Violette Leduc - crédits : Sophie Bassouls/ Sygma/ Getty Images

Violette Leduc

Reconnue précocement par des écrivains déjà célèbres comme Genet, Camus, Sartre et surtout Simone de Beauvoir qui l'aida avec persévérance, Violette Leduc ne rencontra le succès public que tardivement avec La Bâtarde (1964), premier volume de son autobiographie. Son œuvre, transgressive et audacieuse, a pu choquer, au moment de sa publication, par la prédilection qu'elle manifestait pour toutes les formes de marginalité sexuelle et affective. Avec le recul, ces caractéristiques lui confèrent une dimension novatrice et font de Violette Leduc une devancière tant dans le domaine de l'écriture de soi que dans la réflexion sur la sexualité.

Un espace autobiographie

Violette Leduc (née à Arras en 1907) est, en effet, elle-même la matière de ses livres. Si toutes ses œuvres ne relèvent pas au sens strict du genre autobiographique, presque toutes exploitent des matériaux autobiographiques récurrents, rétrospectivement désignés comme tels par l'auteur lui-même. Seuls échappent à cet « espace autobiographique » La Vieille Fille et le mort (1958), recueil de deux longues nouvelles, La Femme au petit renard (1965), récit à la troisième personne et Le Taxi ( 1971 ), bref texte dialogique, où fantasmes et obsessions se trouvent transposés sur le mode de la fiction.
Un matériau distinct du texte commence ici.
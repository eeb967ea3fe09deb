//! Stream deduplication
//!
//! Keeps every known stream keyed by `(username, track_id, end)`. Plays
//! already in the durable store are preloaded and never written again; new
//! ones are held until [`StreamDeduplicator::commit`] writes them in one
//! batch.

use super::track_resolver::TrackResolver;
use crate::db::EntityStore;
use crate::error::{IngestError, IngestResult};
use crate::remote::is_provider_id;
use crate::models::{PlayRecord, Stream, StreamKey};
use chrono::{DateTime, Utc};
use spotan_common::{Error, Result};
use std::collections::hash_map::Entry;
use std::collections::HashMap;
use std::sync::{Arc, Mutex, MutexGuard, PoisonError};

/// What [`StreamDeduplicator::process`] did with a record
#[derive(Debug, Clone, Copy, PartialEq, Eq)]
pub enum ProcessOutcome {
    /// A new stream was recorded
    Added,
    /// The key was already known (preloaded, or seen earlier in the run)
    Duplicate,
}

struct StreamSlot {
    stream: Stream,
    persisted: bool,
}

/// Provider track id from a `scheme:type:id` URI
pub fn parse_track_id(uri: &str) -> IngestResult<String> {
    let parts: Vec<&str> = uri.split(':').collect();
    match parts.as_slice() {
        [_, _, id] if is_provider_id(id) => Ok(id.to_string()),
        _ => Err(IngestError::MalformedInput(format!(
            "track URI {:?} is not in scheme:type:id form",
            uri
        ))),
    }
}

/// Start instant of a play, rejecting durations no real play can have
fn play_start(record: &PlayRecord) -> IngestResult<DateTime<Utc>> {
    if record.ms_played < 0 {
        return Err(IngestError::MalformedInput(format!(
            "{} has negative ms_played {}",
            record.display_name(),
            record.ms_played
        )));
    }
    record.start().ok_or_else(|| {
        IngestError::MalformedInput(format!(
            "{} has out-of-range ms_played {}",
            record.display_name(),
            record.ms_played
        ))
    })
}

pub struct StreamDeduplicator {
    streams: Mutex<HashMap<StreamKey, StreamSlot>>,
    tracks: TrackResolver,
    store: Arc<dyn EntityStore>,
}

impl StreamDeduplicator {
    pub fn new(tracks: TrackResolver, store: Arc<dyn EntityStore>) -> Self {
        Self {
            streams: Mutex::new(HashMap::new()),
            tracks,
            store,
        }
    }

    fn lock_streams(&self) -> MutexGuard<'_, HashMap<StreamKey, StreamSlot>> {
        self.streams.lock().unwrap_or_else(PoisonError::into_inner)
    }

    /// Seed with streams already in the durable store
    pub fn preload(&self, streams: Vec<Stream>) -> Result<usize> {
        let mut slots = self.lock_streams();
        let count = streams.len();
        for stream in streams {
            match slots.entry(stream.key()) {
                Entry::Occupied(occupied) => {
                    let key = occupied.key();
                    return Err(Error::DuplicateKey(format!(
                        "stream ({}, {}, {})",
                        key.username,
                        key.track_id,
                        key.end.to_rfc3339()
                    )));
                }
                Entry::Vacant(vacant) => {
                    vacant.insert(StreamSlot {
                        stream,
                        persisted: true,
                    });
                }
            }
        }
        Ok(count)
    }

    /// Absorb one play.
    ///
    /// A play with a malformed URI or an impossible duration fails on its
    /// own and never reaches the commit batch. A known key is skipped
    /// without touching the metadata service. The
    /// final insert is insert-if-absent under the map lock, so two workers
    /// racing on the same key produce one stream.
    pub async fn process(&self, record: &PlayRecord) -> IngestResult<ProcessOutcome> {
        let uri = record.track_reference().ok_or_else(|| {
            IngestError::MalformedInput(format!("{} has no track URI", record.display_name()))
        })?;
        let track_id = parse_track_id(uri)?;
        let start = play_start(record)?;

        let key = StreamKey {
            username: record.username.clone(),
            track_id,
            end: record.end(),
        };

        if self.lock_streams().contains_key(&key) {
            tracing::debug!(
                username = %key.username,
                track_id = %key.track_id,
                end = %key.end,
                "Stream already recorded, skipping"
            );
            return Ok(ProcessOutcome::Duplicate);
        }

        self.tracks
            .get(&key.track_id)
            .await
            .map_err(|source| IngestError::Resolve {
                track_id: key.track_id.clone(),
                source,
            })?;

        let stream = Stream {
            username: key.username.clone(),
            track_id: key.track_id.clone(),
            start,
            end: key.end,
            duration_ms: record.ms_played,
            reason_start: record.reason_start.clone(),
            reason_end: record.reason_end.clone(),
            shuffle: record.shuffle,
            incognito_mode: record.incognito_mode,
        };

        match self.lock_streams().entry(key) {
            Entry::Occupied(occupied) => {
                tracing::debug!(
                    username = %occupied.key().username,
                    track_id = %occupied.key().track_id,
                    "Stream recorded concurrently by another worker, skipping"
                );
                Ok(ProcessOutcome::Duplicate)
            }
            Entry::Vacant(vacant) => {
                vacant.insert(StreamSlot {
                    stream,
                    persisted: false,
                });
                Ok(ProcessOutcome::Added)
            }
        }
    }

    /// Write every stream not yet in the durable store, in one batch.
    /// Returns how many were written.
    pub async fn commit(&self) -> IngestResult<usize> {
        let batch: Vec<Stream> = self
            .lock_streams()
            .values()
            .filter(|slot| !slot.persisted)
            .map(|slot| slot.stream.clone())
            .collect();

        if batch.is_empty() {
            tracing::info!("No new streams to commit");
            return Ok(0);
        }

        self.store.insert_streams(&batch).await?;

        let mut slots = self.lock_streams();
        for stream in &batch {
            if let Some(slot) = slots.get_mut(&stream.key()) {
                slot.persisted = true;
            }
        }

        tracing::info!(count = batch.len(), "Committed new streams");
        Ok(batch.len())
    }

    /// Streams known so far, persisted or not
    pub fn len(&self) -> usize {
        self.lock_streams().len()
    }

    pub fn is_empty(&self) -> bool {
        self.len() == 0
    }

    pub fn get(&self, key: &StreamKey) -> Option<Stream> {
        self.lock_streams().get(key).map(|slot| slot.stream.clone())
    }
}

#[cfg(test)]
mod tests {
    use super::*;

    #[test]
    fn test_parse_track_id() {
        assert_eq!(parse_track_id("spotify:track:ABC123").unwrap(), "ABC123");
    }

    #[test]
    fn test_parse_track_id_rejects_other_shapes() {
        for uri in [
            "not:valid",
            "ABC123",
            "spotify:track:ABC:123",
            "spotify:track:",
            "",
            "spotify:track:../albums/AL1",
            "spotify:track:AB C",
        ] {
            let err = parse_track_id(uri).unwrap_err();
            assert!(matches!(err, IngestError::MalformedInput(_)), "{}", uri);
        }
    }
}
Dans L'Asphyxie (1946), sous-titré roman, le récit se présente sous forme de séquences éclatées, elliptiques, sans lien chronologique ou thématique explicite. Le livre évoque l'enfance d'une petite « bâtarde », fille d'une servante et d'un fils de famille, rudoyée par une mère meurtrie, mais choyée par une grand-mère aimante trop tôt disparue, situation familiale que l'on retrouvera dans La Bâtarde. Autour de la fillette qui les observe gravitent des personnages insolites, héros malheureux d'histoires énigmatiques, dominées par une sexualité déviante. L'Affamée (1948) explore la passion que voua Violette Leduc à Simone de Beauvoir, mais sans la nommer. Amour sans espoir raconté par ailleurs dans La Folie en tête, deuxième volume de l'autobiographie. Par sa narration au présent où l'auteur évoque les paroxysmes affectifs que déclenchent la rencontre ou l'absence de la femme adorée, ce récit relève du journal remanié. Par son lyrisme soutenu et constamment métaphorique comme par sa composition en paragraphes, il s'apparente au poème en prose. Cet amour oblatif, voué par une créature qui s'abaisse à une divinité parfaite et inaccessible, revêt même une coloration mystique. Avec Trésors à prendre (1960), journal d'un voyage à pied effectué en 1951 dans le Midi de la France, à l'instigation de Simone de Beauvoir auquel il est adressé comme une offrande, Violette Leduc prolonge cette inspiration amoureuse. Le roman Ravages (1955) raconte les relations passionnées, complexes et douloureuses, qu'instaure l'héroïne avec une jeune institutrice et l'homme qu'elle épousera. Les paroles de la mère, mettant en garde contre l'amour et les hommes, jouent un rôle déterminant dans l'échec affectif de la fille qui les a intériorisées. Le début, qui évoquait avec précision et lyrisme un amour de collège, antérieur, pour une adolescente, censuré par l'éditeur au grand désespoir de l'auteur, sera publié séparément sous le titre Thérèse et Isabelle (1966). Violette Leduc attestera dans La Bâtarde l'exactitude vécue de ces événements.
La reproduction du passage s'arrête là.